I think the answer to this question is going to be that you're going to have to do a lot of work to explain what you mean by "demonstrated to be irrational." Kierkegaard writes a good deal about proof for the existence of God.

Three highly relevant texts are going to be:

Philosophical Fragments by Johannes Climacus

Concluding Unscientific Postscript to the Philosophical Fragments by Johannes Climacus

Practice in Christianity by Johannes Anti-Climacus

Johannes Climacus writing in the wake of Hegel articulates the view that "proof" is the wrong notion to be looking for at all. Jan Evans explains in her book on Miguel de Unamo as follows:

Johannes Climacus says that it is ridiculous to attempt to prove the existence of someone who is present to the exister and it is actually an affront (CUP 545). In Philosophical Fragments, he makes fun of anyone who would want to prove God's existence saying, "Therefore, anyone who wants to demonstrate the existence of God ... proves something else instead, at times something that perhaps did not even need demonstrating, and in any case never anything better. For the fool says in his heart that there is no God, but he who says in his heart to others: Just wait a little and I shall demonstrate it -- ah, what a rare wise man is he" (PF 43) (Evans 72).

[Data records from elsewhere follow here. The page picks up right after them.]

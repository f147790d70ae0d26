//! Configuration file loading for sandrun
//!
//! Handles loading and parsing configuration files using the config crate.

use std::path::Path;

use config::{Config as ConfigBuilder, File, FileFormat};

use crate::config::{Config, ConfigError, LanguageId};

impl Config {
    /// Load configuration from a file
    pub fn from_file(path: impl AsRef<Path>) -> Result<Self, ConfigError> {
        let path = path.as_ref();
        let config = ConfigBuilder::builder()
            .add_source(File::from(path))
            .build()?;

        let config: Config = config.try_deserialize()?;
        config.validate()?;
        Ok(config)
    }

    /// Parse configuration from a TOML string
    pub fn parse_toml(content: &str) -> Result<Self, ConfigError> {
        let config = ConfigBuilder::builder()
            .add_source(File::from_str(content, FileFormat::Toml))
            .build()?;

        let config: Config = config.try_deserialize()?;
        config.validate()?;
        Ok(config)
    }

    /// Validate the configuration
    pub(crate) fn validate(&self) -> Result<(), ConfigError> {
        if let Some(name) = self.defaults.zero_limit() {
            return Err(ConfigError::Invalid(format!(
                "defaults.{name} must be positive"
            )));
        }
        if self.max_source_bytes == 0 {
            return Err(ConfigError::Invalid(
                "max_source_bytes must be positive".to_owned(),
            ));
        }
        if self.workspace.prefix.is_empty() || self.workspace.prefix.contains('/') {
            return Err(ConfigError::Invalid(format!(
                "workspace prefix {:?} must be non-empty and contain no '/'",
                self.workspace.prefix
            )));
        }

        for (id, lang) in &self.languages {
            if id.parse::<LanguageId>().is_err() {
                return Err(ConfigError::UnknownLanguage(id.clone()));
            }
            if let Some(ref interpreter) = lang.interpreter
                && interpreter.as_os_str().is_empty()
            {
                return Err(ConfigError::Invalid(format!(
                    "language '{id}' has empty interpreter"
                )));
            }
            if let Some(ref limits) = lang.limits
                && [
                    limits.timeout_seconds,
                    limits.memory_limit_mb,
                    limits.cpu_time_limit_seconds,
                ]
                .contains(&Some(0))
            {
                return Err(ConfigError::Invalid(format!(
                    "language '{id}' has a zero limit"
                )));
            }
        }

        Ok(())
    }
}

In other words, Kierkegaard (at least in the pseudonym Climacus) is not looking for any proof. The word "demonstrate" here reflects a particular Hegelian idea of demonstration, but Kierkegaard is no friend to the one who thinks they have an objective proof for the existence of God.

Thus, the existence of God is not the sort of thing that could be decisively demonstrated in any direction. In fact, that's a misunderstanding of what our relation is to God for Kierkegaard.

This is clear if you look at the Anti-Climacus works as well. There, we see that Kierkegaard argues that our relation to Jesus is no different than the disciples, because while we can complain we haven't met Jesus, they can complain that the Jesus they met is not someone who would appear to be God. Thus, both must relate in faith, rather than in objective proof. Because in objective proof faith is lost.

There might be a passage where Kierkegaard addresses when someone thinks they've found an objective proof God does not exist, but I can't recall it off the top of my head. I'm moderately confident he would either (a) temporarily accede and then string out a proof by ironic contradiction or (b) immediately point to the oddity (on his view) of trying to use proof in this way (which is more than he thinks it can accomplish).

Those are two other pseudonyms. It should be noted that within the maze of pseudonyms, Anti-Climacus is "Christian" but Johannes Climacus and de Silentio are both supposedly non-Christians. Returning to de Silentio, part of the point is that there's no such thing as definitive proof one way or the other for Kgd (thus, he's considered a father of existentialism). Instead, there's "objective" (in the sense of commonly believed and works according to someone's logic) and "subjective" (originating in the subject). Neither objective proofs of God's existence nor objective proofs of God's non-existence should way the knight of faith from his subjective belief, because all "objective" proofs are subject to further revision.

tl;dr - since Kierkegaard doesn't think definitive objective proofs are possible, there's not much in the Kierkegaard secondary literature to address what de Silentio would do if such a proof existed.